Serafín se crió entre la yunga y la capital jujeña. Fue albañil, sereno, panadero y chef. Ayudó en la construcción de su casa y la crianza de sus hermanos. Detrás de un sueño, en Ushuaia aprendió a manejar trineos tirados por perros y hoy es campamentero y porter en Aconcagua. Una historia de sueños cumplidos.
Serafín Zerpa nació en San Salvador de Jujuy, hace 30 años. Hijo de Albina y Luis, un matrimonio de agricultores y pastores en la montañosa, húmeda, aislada y olvidada yunga jujeña. El sitio se llama Yuyal, y está situado a 50 kilómetros de la capital provincial.
Junto a sus 6 hermanos, Serafín se hizo baqueano de su zona a fuerza de caminar esas 4 horas que separan su humilde casa familiar del pequeño pueblo de Ocloyas. Allí finaliza el recorrido del único colectivo diario que conecta con la capital por la ruta provincial 35.
Solos con sus 3 hermanos menores se radicó en San Salvador para estudiar, para que ellos pudieran cumplir el sueño que los padres no pudieron.
De tanto subir y bajar cuestas en vacaciones, este menudo y afable jujeño concibió y fue moldeando su sueño de aventuras y montañas, allende su querencia serrana. Quizás algo tuvo que ver haber divisado tantas veces, unas quebradas más al Oeste, el Nevado de Chañi (5.896 m), un curioso “casi 6 mil” de nieves eternas que se erige, solitario, entre selvas, puna, desiertos y salares.
Primeros oficios
Cada vez que regresaba a su yunga, Serafín oficiaba de arquitecto, ingeniero y albañil para levantarle la casa a sus padres. La antigua, la de siempre, fue desintegrada por severas tormentas al quedar deshabitada por una temporada.
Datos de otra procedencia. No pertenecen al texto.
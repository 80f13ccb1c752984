//! Configuration Management

use crate::analysis::event_segmentation::SegmentationConfig;
use crate::report::analyzer::Analyzer;
use crate::scoring::model::LinearModelScorer;
use crate::scoring::risk::Condition;
use crate::signal::denoise::DenoiseMethod;
use serde::{Deserialize, Serialize};
use std::path::PathBuf;
use std::sync::Arc;

/// Main configuration
#[derive(Debug, Clone, PartialEq, Serialize, Deserialize, Default)]
#[serde(deny_unknown_fields)]
pub struct Config {
    /// Denoising and segmentation settings
    #[serde(default)]
    pub preprocessing: PreprocessingConfig,
    /// Condition scoring settings
    #[serde(default)]
    pub scoring: ScoringConfig,
    /// Report output settings
    #[serde(default)]
    pub report: ReportConfig,
}

/// Preprocessing configuration
#[derive(Debug, Clone, PartialEq, Serialize, Deserialize)]
#[serde(default, deny_unknown_fields)]
pub struct PreprocessingConfig {
    /// Smoothing applied before segmentation
    pub denoise: DenoiseMethod,
    /// Saccade velocity threshold (px/s)
    pub velocity_threshold: f64,
    /// Saccade |acceleration| threshold (px/s²)
    pub acceleration_threshold: f64,
    /// Shortest gap reported as a fixation (ms)
    pub fixation_min_duration_ms: f64,
}

/// Scoring configuration
#[derive(Debug, Clone, PartialEq, Serialize, Deserialize)]
#[serde(default, deny_unknown_fields)]
pub struct ScoringConfig {
    /// Blend model probabilities when a model file is configured
    pub use_model: bool,
    /// Linear model coefficients (JSON)
    #[serde(skip_serializing_if = "Option::is_none")]
    pub model_path: Option<PathBuf>,
    /// Conditions analyzed when none are requested explicitly
    pub conditions: Vec<Condition>,
}

/// Report output format
#[derive(Debug, Clone, Copy, PartialEq, Eq, Default, Serialize, Deserialize, clap::ValueEnum)]
#[serde(rename_all = "lowercase")]
pub enum ReportFormat {
    /// Human-readable text report
    #[default]
    Text,
    /// Structured JSON result
    Json,
}

/// Report configuration
#[derive(Debug, Clone, PartialEq, Serialize, Deserialize)]
#[serde(default, deny_unknown_fields)]
pub struct ReportConfig {
    /// Default output format
    pub format: ReportFormat,
    /// Pretty-print JSON output
    pub pretty_json: bool,
}

impl Default for PreprocessingConfig {
    fn default() -> Self {
        let segmentation = SegmentationConfig::default();
        Self {
            denoise: DenoiseMethod::default(),
            velocity_threshold: segmentation.velocity_threshold,
            acceleration_threshold: segmentation.acceleration_threshold,
            fixation_min_duration_ms: segmentation.fixation_min_duration_ms,
        }
    }
}

impl Default for ScoringConfig {
    fn default() -> Self {
        Self {
            use_model: true,
            model_path: None,
            conditions: Condition::ALL.to_vec(),
        }
    }
}

impl Default for ReportConfig {
    fn default() -> Self {
        Self {
            format: ReportFormat::Text,
            pretty_json: true,
        }
    }
}

impl PreprocessingConfig {
    pub fn segmentation(&self) -> SegmentationConfig {
        SegmentationConfig {
            velocity_threshold: self.velocity_threshold,
            acceleration_threshold: self.acceleration_threshold,
            fixation_min_duration_ms: self.fixation_min_duration_ms,
        }
    }
}

impl Config {
    /// Validate config values are within acceptable ranges.
    /// Returns Ok(()) if valid, or Err with a description of the first invalid field.
    pub fn validate(&self) -> Result<(), crate::Error> {
        let p = &self.preprocessing;
        if !(p.velocity_threshold.is_finite() && p.velocity_threshold > 0.0) {
            return Err(crate::Error::Config(format!(
                "velocity_threshold must be > 0, got {}",
                p.velocity_threshold
            )));
        }
        if !(p.acceleration_threshold.is_finite() && p.acceleration_threshold > 0.0) {
            return Err(crate::Error::Config(format!(
                "acceleration_threshold must be > 0, got {}",
                p.acceleration_threshold
            )));
        }
        if !(p.fixation_min_duration_ms.is_finite() && p.fixation_min_duration_ms >= 0.0) {
            return Err(crate::Error::Config(format!(
                "fixation_min_duration_ms must be >= 0, got {}",
                p.fixation_min_duration_ms
            )));
        }
        if self.scoring.conditions.is_empty() {
            return Err(crate::Error::Config(
                "scoring.conditions must name at least one condition".to_string(),
            ));
        }
        if let Some(path) = &self.scoring.model_path {
            if path.as_os_str().is_empty() {
                return Err(crate::Error::Config("model_path must not be empty".to_string()));
            }
        }
        Ok(())
    }

    /// Build the analysis pipeline described by this config.
    ///
    /// Loads the model file when one is configured and enabled.
    pub fn build_analyzer(&self) -> Result<Analyzer, crate::Error> {
        let analyzer = Analyzer::new(self.preprocessing.denoise, self.preprocessing.segmentation());

        match (&self.scoring.model_path, self.scoring.use_model) {
            (Some(path), true) => {
                let model = LinearModelScorer::load(path)?;
                Ok(analyzer.with_model(Arc::new(model)))
            }
            _ => {
                tracing::debug!("No model configured; scoring with rules only");
                Ok(analyzer)
            }
        }
    }

    /// Load config from file
    pub fn load(path: &PathBuf) -> Result<Self, crate::Error> {
        let content = std::fs::read_to_string(path)?;
        let config: Self = toml::from_str(&content).map_err(|e| crate::Error::Config(e.to_string()))?;
        config.validate()?;
        Ok(config)
    }

    /// Load config from default location
    pub fn load_default() -> Result<Self, crate::Error> {
        let path = Self::default_path();
        if path.exists() {
            Self::load(&path)
        } else {
            Ok(Self::default())
        }
    }

    /// Save config to file
    pub fn save(&self, path: &PathBuf) -> Result<(), crate::Error> {
        let content = self.to_toml()?;

        // Create parent directories
        if let Some(parent) = path.parent() {
            std::fs::create_dir_all(parent)?;
        }

        std::fs::write(path, content)?;
        Ok(())
    }

    /// Save to default location
    pub fn save_default(&self) -> Result<(), crate::Error> {
        self.save(&Self::default_path())
    }

    /// Get default config path
    pub fn default_path() -> PathBuf {
        dirs::home_dir()
            .map(|h| h.join(".gaze_screening").join("config.toml"))
            .unwrap_or_else(|| PathBuf::from("config.toml"))
    }

    /// Generate TOML representation
    pub fn to_toml(&self) -> Result<String, crate::Error> {
        toml::to_string_pretty(self).map_err(|e| crate::Error::Config(e.to_string()))
    }

    /// Parse and validate TOML text
    pub fn from_toml(content: &str) -> Result<Self, crate::Error> {
        let config: Self = toml::from_str(content).map_err(|e| crate::Error::Config(e.to_string()))?;
        config.validate()?;
        Ok(config)
    }
}

/// Simple TOML value lookup by dotted key
pub fn find_toml_value<'a>(toml_str: &'a str, key: &str) -> Option<&'a str> {
    let (section_name, leaf_key) = split_key(key)?;

    // Top-level keys live before the first section header
    let mut in_section = section_name.is_empty();

    for line in toml_str.lines() {
        let trimmed = line.trim();

        if let Some(section) = section_header(trimmed) {
            in_section = section == section_name;
            continue;
        }

        if in_section {
            if let Some(eq_pos) = trimmed.find('=') {
                if trimmed[..eq_pos].trim() == leaf_key {
                    return Some(trimmed[eq_pos + 1..].trim());
                }
            }
        }
    }

    None
}

/// Simple TOML value setter by dotted key.
///
/// Bare words are written as quoted strings; numbers, booleans, arrays and
/// already-quoted strings are written verbatim. A key missing from its
/// section is appended to that section. Returns false if the section
/// doesn't exist.
pub fn set_toml_value(toml_str: &mut String, key: &str, value: &str) -> bool {
    let Some((section_name, leaf_key)) = split_key(key) else {
        return false;
    };
    let entry = format!("{} = {}", leaf_key, toml_literal(value));

    let mut in_section = section_name.is_empty();
    let mut found = false;
    // Position just past the last non-blank line of the section
    let mut insert_at = in_section.then_some(0);
    let mut new_lines = Vec::new();

    for line in toml_str.lines() {
        let trimmed = line.trim();

        if let Some(section) = section_header(trimmed) {
            in_section = section == section_name;
        } else if in_section && !found {
            if let Some(eq_pos) = trimmed.find('=') {
                if trimmed[..eq_pos].trim() == leaf_key {
                    new_lines.push(entry.clone());
                    found = true;
                    continue;
                }
            }
        }

        new_lines.push(line.to_string());
        if in_section && !trimmed.is_empty() {
            insert_at = Some(new_lines.len());
        }
    }

    if !found {
        let Some(at) = insert_at else {
            return false;
        };
        new_lines.insert(at, entry);
    }

    *toml_str = new_lines.join("\n");
    // Ensure trailing newline
    if !toml_str.ends_with('\n') {
        toml_str.push('\n');
    }
    true
}

fn split_key(key: &str) -> Option<(&str, &str)> {
    match key.rsplit_once('.') {
        Some((section, leaf)) if !leaf.is_empty() => Some((section, leaf)),
        Some(_) => None,
        None if key.is_empty() => None,
        None => Some(("", key)),
    }
}

fn section_header(line: &str) -> Option<&str> {
    line.strip_prefix('[')?.strip_suffix(']')
}

fn toml_literal(value: &str) -> String {
    let v = value.trim();
    let verbatim = v == "true"
        || v == "false"
        || v.parse::<f64>().is_ok()
        || v.starts_with('[')
        || v.starts_with('"');
    if verbatim {
        v.to_string()
    } else {
        format!("\"{}\"", v.replace('\\', "\\\\").replace('"', "\\\""))
    }
}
Serafín quería hacer todo: Criar a sus hermanos, ir a la Universidad, trabajar de albañil y ayudar a sus padres. Negoció algunos quehaceres con sus padres, desistió de la costosa carrera de Agronomía y se anotó en una Escuela de Chefs. La costeaba con sus trabajos en la construcción y de panadero.
No le costó nada. En un par de años obtuvo su diploma gastronómico.
“El día que me reciba me voy de Jujuy a buscar mi futuro al Sur, de donde todos vienen con plata”. Vendió sus animales, con su pequeño bolso, abordó un colectivo “trucho” que lo dejó, noche mediante, en Once, en la inmensa Buenos Aires.
Comenzó Serafín a padecer la desmesurada metrópoli. Cerradas todas las puertas en la gastronomía, volvió a ejercer el arte de la albañilería para sustentarse, sólo y lejano. Anduvo por Neuquén, por La Pampa, detrás de sus sueños.
Llegó a Mendoza. San Carlos, en el valle de Uco mendocino, fue su nuevo destino. Allí ofició de sereno y albañil en una obra en construcción.
Convivió Serafín allí con un par de compañeros, Chelo y Maxi. Ellos en temporada trabajaban en Aconcagua para Inka, una de las empresas que presta servicios en el Parque. Vestían curiosa ropa de montaña con la marca de la compañía. Eso llamó la atención de Serafín. También la existencia de una montaña desolada y extrema llamada Aconcagua. Mucho más alta que su yunga. Y que el Chañi incluso. Una nueva tormenta se avecinaba.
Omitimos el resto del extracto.